● Activity:
Produce all the records again exactly as they stand.

Dataset entries
________________________________________

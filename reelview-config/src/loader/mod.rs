pub mod error;

use std::fs;
use std::path::{Path, PathBuf};
use std::time::Duration;

use reelview_model::ImageSize;
use tracing::debug;

use self::error::ConfigLoadError;
use crate::models::{
    CarouselConfig, CatalogConfig, Config, ConfigMetadata, DEFAULT_API_BASE,
    DEFAULT_TIMEOUT, ImageConfig,
};
use crate::sources::{EnvConfig, FileConfig};
use crate::validation::{ConfigGuardRailError, ConfigWarnings, check_base_url};

const DEFAULT_CONFIG_LOCATIONS: &[&str] =
    &["reelview.toml", "config/reelview.toml"];

#[derive(Debug, Default, Clone)]
pub struct ConfigLoaderOptions {
    pub config_path: Option<PathBuf>,
    pub env_file: Option<PathBuf>,
}

/// Result of a successful load.
#[derive(Debug, Clone)]
pub struct ConfigLoad {
    pub config: Config,
    pub warnings: ConfigWarnings,
}

#[derive(Debug, Default)]
pub struct ConfigLoader {
    options: ConfigLoaderOptions,
}

impl ConfigLoader {
    pub fn new() -> Self {
        Self::default()
    }

    pub fn with_options(options: ConfigLoaderOptions) -> Self {
        Self { options }
    }

    pub fn with_config_path<P: Into<PathBuf>>(mut self, path: P) -> Self {
        self.options.config_path = Some(path.into());
        self
    }

    pub fn with_env_file<P: Into<PathBuf>>(mut self, path: P) -> Self {
        self.options.env_file = Some(path.into());
        self
    }

    /// Load `.env`, then the process environment, then the file layer.
    pub fn load(&self) -> Result<ConfigLoad, ConfigLoadError> {
        let env_file_loaded = match &self.options.env_file {
            Some(path) => dotenvy::from_path(path).map(|_| true).or_else(
                |err| match err {
                    dotenvy::Error::Io(_) => Ok(false),
                    _ => Err(err),
                },
            )?,
            None => {
                dotenvy::dotenv().map(|_| true).or_else(|err| match err {
                    dotenvy::Error::Io(_) => Ok(false),
                    _ => Err(err),
                })?
            }
        };

        let mut load = self.load_with_env(EnvConfig::gather())?;
        load.config.metadata.env_file_loaded = env_file_loaded;
        Ok(load)
    }

    /// Compose a configuration from an already gathered environment layer.
    pub fn load_with_env(
        &self,
        env: EnvConfig,
    ) -> Result<ConfigLoad, ConfigLoadError> {
        let (file_config, config_path) = self.load_file_config(&env)?;
        let mut warnings = ConfigWarnings::default();
        if config_path.is_none() {
            warnings.push_with_hint(
                "No reelview.toml detected; falling back to environment variables",
                "Create reelview.toml or set TMDB_API_KEY in the environment",
            );
        }

        let config = compose_config(
            file_config.unwrap_or_default(),
            env,
            config_path,
            &mut warnings,
        )?;
        Ok(ConfigLoad { config, warnings })
    }

    fn load_file_config(
        &self,
        env: &EnvConfig,
    ) -> Result<(Option<FileConfig>, Option<PathBuf>), ConfigLoadError> {
        let path = if let Some(explicit) = &self.options.config_path {
            if !explicit.exists() {
                return Err(ConfigLoadError::MissingConfig {
                    path: explicit.clone(),
                });
            }
            explicit.clone()
        } else if let Some(from_env) = &env.config_path {
            if !from_env.exists() {
                return Ok((None, None));
            }
            from_env.clone()
        } else {
            match DEFAULT_CONFIG_LOCATIONS
                .iter()
                .map(Path::new)
                .find(|candidate| candidate.exists())
            {
                Some(found) => found.to_path_buf(),
                None => return Ok((None, None)),
            }
        };

        debug!(path = %path.display(), "reading configuration file");
        let contents = fs::read_to_string(&path).map_err(|err| {
            ConfigLoadError::Io {
                path: path.clone(),
                source: err,
            }
        })?;
        let file_config: FileConfig =
            toml::from_str(&contents).map_err(|err| ConfigLoadError::Parse {
                path: path.clone(),
                source: err,
            })?;

        Ok((Some(file_config), Some(path)))
    }
}

fn compose_config(
    file: FileConfig,
    env: EnvConfig,
    config_path: Option<PathBuf>,
    warnings: &mut ConfigWarnings,
) -> Result<Config, ConfigLoadError> {
    let FileConfig {
        catalog: file_catalog,
        images: file_images,
        carousel: file_carousel,
    } = file;

    for var in &env.rejected {
        warnings.push_with_hint(
            format!("ignoring {}={:?}", var.name, var.value),
            format!("Expected {}", var.expected),
        );
    }

    let api_key = env
        .api_key
        .or(file_catalog.api_key)
        .filter(|key| !key.trim().is_empty())
        .ok_or(ConfigGuardRailError::MissingApiKey)?;

    let api_base_url = env
        .api_base_url
        .or(file_catalog.api_base_url)
        .unwrap_or_else(|| DEFAULT_API_BASE.to_string());
    check_base_url("api_base_url", &api_base_url)?;

    let timeout = match env.timeout.or(file_catalog.timeout) {
        Some(raw) => parse_timeout(&raw)?,
        None => DEFAULT_TIMEOUT,
    };

    let catalog = CatalogConfig {
        api_key,
        api_base_url: api_base_url.trim_end_matches('/').to_string(),
        language: env.language.or(file_catalog.language),
        region: env.region.or(file_catalog.region),
        timeout,
    };

    let image_defaults = ImageConfig::default();
    let base_url = env
        .image_base_url
        .or(file_images.base_url)
        .unwrap_or(image_defaults.base_url);
    check_base_url("image base_url", &base_url)?;
    let images = ImageConfig {
        base_url,
        slider_size: parse_size(
            "images.slider_size",
            file_images.slider_size,
            image_defaults.slider_size,
        )?,
        banner_size: parse_size(
            "images.banner_size",
            file_images.banner_size,
            image_defaults.banner_size,
        )?,
    };

    let carousel_defaults = CarouselConfig::default();
    let page_size = env
        .page_size
        .or(file_carousel.page_size)
        .unwrap_or(carousel_defaults.page_size);
    if page_size == 0 {
        return Err(ConfigGuardRailError::ZeroPageSize.into());
    }
    if page_size > 20 {
        warnings.push_with_hint(
            format!("carousel page size {page_size} exceeds one catalog page"),
            "Catalog queries return 20 items; sliders will show a single page",
        );
    }
    let carousel = CarouselConfig {
        page_size,
        banner_excludes_first: env
            .banner_excludes_first
            .or(file_carousel.banner_excludes_first)
            .unwrap_or(carousel_defaults.banner_excludes_first),
    };

    Ok(Config {
        catalog,
        images,
        carousel,
        metadata: ConfigMetadata {
            config_path,
            env_file_loaded: false,
        },
    })
}

fn parse_size(
    field: &'static str,
    raw: Option<String>,
    default: ImageSize,
) -> Result<ImageSize, ConfigGuardRailError> {
    match raw {
        Some(value) => ImageSize::parse(value.trim()).map_err(|_| {
            ConfigGuardRailError::InvalidImageSize { field, value }
        }),
        None => Ok(default),
    }
}

fn parse_timeout(raw: &str) -> Result<Duration, ConfigGuardRailError> {
    humantime::parse_duration(raw.trim()).map_err(|err| {
        ConfigGuardRailError::InvalidTimeout {
            value: raw.to_string(),
            reason: err.to_string(),
        }
    })
}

________________________________________

● Result:
filename reelview-config/src/loader/mod.rs
pub mod error;

use std::fs;
use std::path::{Path, PathBuf};
use std::time::Duration;

use reelview_model::ImageSize;
use tracing::debug;

use self::error::ConfigLoadError;
use crate::models::{
    CarouselConfig, CatalogConfig, Config, ConfigMetadata, DEFAULT_API_BASE,
    DEFAULT_TIMEOUT, ImageConfig,
};
use crate::sources::{EnvConfig, FileConfig};
use crate::validation::{ConfigGuardRailError, ConfigWarnings, check_base_url};

const DEFAULT_CONFIG_LOCATIONS: &[&str] =
    &["reelview.toml", "config/reelview.toml"];

#[derive(Debug, Default, Clone)]
pub struct ConfigLoaderOptions {
    pub config_path: Option<PathBuf>,
    pub env_file: Option<PathBuf>,
}

/// Result of a successful load.
#[derive(Debug, Clone)]
pub struct ConfigLoad {
    pub config: Config,
    pub warnings: ConfigWarnings,
}

#[derive(Debug, Default)]
pub struct ConfigLoader {
    options: ConfigLoaderOptions,
}

impl ConfigLoader {
    pub fn new() -> Self {
        Self::default()
    }

    pub fn with_options(options: ConfigLoaderOptions) -> Self {
        Self { options }
    }

    pub fn with_config_path<P: Into<PathBuf>>(mut self, path: P) -> Self {
        self.options.config_path = Some(path.into());
        self
    }

    pub fn with_env_file<P: Into<PathBuf>>(mut self, path: P) -> Self {
        self.options.env_file = Some(path.into());
        self
    }

    /// Load `.env`, then the process environment, then the file layer.
    pub fn load(&self) -> Result<ConfigLoad, ConfigLoadError> {
        let env_file_loaded = match &self.options.env_file {
            Some(path) => dotenvy::from_path(path).map(|_| true).or_else(
                |err| match err {
                    dotenvy::Error::Io(_) => Ok(false),
                    _ => Err(err),
                },
            )?,
            None => {
                dotenvy::dotenv().map(|_| true).or_else(|err| match err {
                    dotenvy::Error::Io(_) => Ok(false),
                    _ => Err(err),
                })?
            }
        };

        let mut load = self.load_with_env(EnvConfig::gather())?;
        load.config.metadata.env_file_loaded = env_file_loaded;
        Ok(load)
    }

    /// Compose a configuration from an already gathered environment layer.
    pub fn load_with_env(
        &self,
        env: EnvConfig,
    ) -> Result<ConfigLoad, ConfigLoadError> {
        let (file_config, config_path) = self.load_file_config(&env)?;
        let mut warnings = ConfigWarnings::default();
        if config_path.is_none() {
            warnings.push_with_hint(
                "No reelview.toml detected; falling back to environment variables",
                "Create reelview.toml or set TMDB_API_KEY in the environment",
            );
        }

        let config = compose_config(
            file_config.unwrap_or_default(),
            env,
            config_path,
            &mut warnings,
        )?;
        Ok(ConfigLoad { config, warnings })
    }

    fn load_file_config(
        &self,
        env: &EnvConfig,
    ) -> Result<(Option<FileConfig>, Option<PathBuf>), ConfigLoadError> {
        let path = if let Some(explicit) = &self.options.config_path {
            if !explicit.exists() {
                return Err(ConfigLoadError::MissingConfig {
                    path: explicit.clone(),
                });
            }
            explicit.clone()
        } else if let Some(from_env) = &env.config_path {
            if !from_env.exists() {
                return Ok((None, None));
            }
            from_env.clone()
        } else {
            match DEFAULT_CONFIG_LOCATIONS
                .iter()
                .map(Path::new)
                .find(|candidate| candidate.exists())
            {
                Some(found) => found.to_path_buf(),
                None => return Ok((None, None)),
            }
        };

        debug!(path = %path.display(), "reading configuration file");
        let contents = fs::read_to_string(&path).map_err(|err| {
            ConfigLoadError::Io {
                path: path.clone(),
                source: err,
            }
        })?;
        let file_config: FileConfig =
            toml::from_str(&contents).map_err(|err| ConfigLoadError::Parse {
                path: path.clone(),
                source: err,
            })?;

        Ok((Some(file_config), Some(path)))
    }
}

fn compose_config(
    file: FileConfig,
    env: EnvConfig,
    config_path: Option<PathBuf>,
    warnings: &mut ConfigWarnings,
) -> Result<Config, ConfigLoadError> {
    let FileConfig {
        catalog: file_catalog,
        images: file_images,
        carousel: file_carousel,
    } = file;

    for var in &env.rejected {
        warnings.push_with_hint(
            format!("ignoring {}={:?}", var.name, var.value),
            format!("Expected {}", var.expected),
        );
    }

    let api_key = env
        .api_key
        .or(file_catalog.api_key)
        .filter(|key| !key.trim().is_empty())
        .ok_or(ConfigGuardRailError::MissingApiKey)?;

    let api_base_url = env
        .api_base_url
        .or(file_catalog.api_base_url)
        .unwrap_or_else(|| DEFAULT_API_BASE.to_string());
    check_base_url("api_base_url", &api_base_url)?;

    let timeout = match env.timeout.or(file_catalog.timeout) {
        Some(raw) => parse_timeout(&raw)?,
        None => DEFAULT_TIMEOUT,
    };

    let catalog = CatalogConfig {
        api_key,
        api_base_url: api_base_url.trim_end_matches('/').to_string(),
        language: env.language.or(file_catalog.language),
        region: env.region.or(file_catalog.region),
        timeout,
    };

    let image_defaults = ImageConfig::default();
    let base_url = env
        .image_base_url
        .or(file_images.base_url)
        .unwrap_or(image_defaults.base_url);
    check_base_url("image base_url", &base_url)?;
    let images = ImageConfig {
        base_url,
        slider_size: parse_size(
            "images.slider_size",
            file_images.slider_size,
            image_defaults.slider_size,
        )?,
        banner_size: parse_size(
            "images.banner_size",
            file_images.banner_size,
            image_defaults.banner_size,
        )?,
    };

    let carousel_defaults = CarouselConfig::default();
    let page_size = env
        .page_size
        .or(file_carousel.page_size)
        .unwrap_or(carousel_defaults.page_size);
    if page_size == 0 {
        return Err(ConfigGuardRailError::ZeroPageSize.into());
    }
    if page_size > 20 {
        warnings.push_with_hint(
            format!("carousel page size {page_size} exceeds one catalog page"),
            "Catalog queries return 20 items; sliders will show a single page",
        );
    }
    let carousel = CarouselConfig {
        page_size,
        banner_excludes_first: env
            .banner_excludes_first
            .or(file_carousel.banner_excludes_first)
            .unwrap_or(carousel_defaults.banner_excludes_first),
    };

    Ok(Config {
        catalog,
        images,
        carousel,
        metadata: ConfigMetadata {
            config_path,
            env_file_loaded: false,
        },
    })
}

fn parse_size(
    field: &'static str,
    raw: Option<String>,
    default: ImageSize,
) -> Result<ImageSize, ConfigGuardRailError> {
    match raw {
        Some(value) => ImageSize::parse(value.trim()).map_err(|_| {
            ConfigGuardRailError::InvalidImageSize { field, value }
        }),
        None => Ok(default),
    }
}

fn parse_timeout(raw: &str) -> Result<Duration, ConfigGuardRailError> {
    humantime::parse_duration(raw.trim()).map_err(|err| {
        ConfigGuardRailError::InvalidTimeout {
            value: raw.to_string(),
            reason: err.to_string(),
        }
    })
}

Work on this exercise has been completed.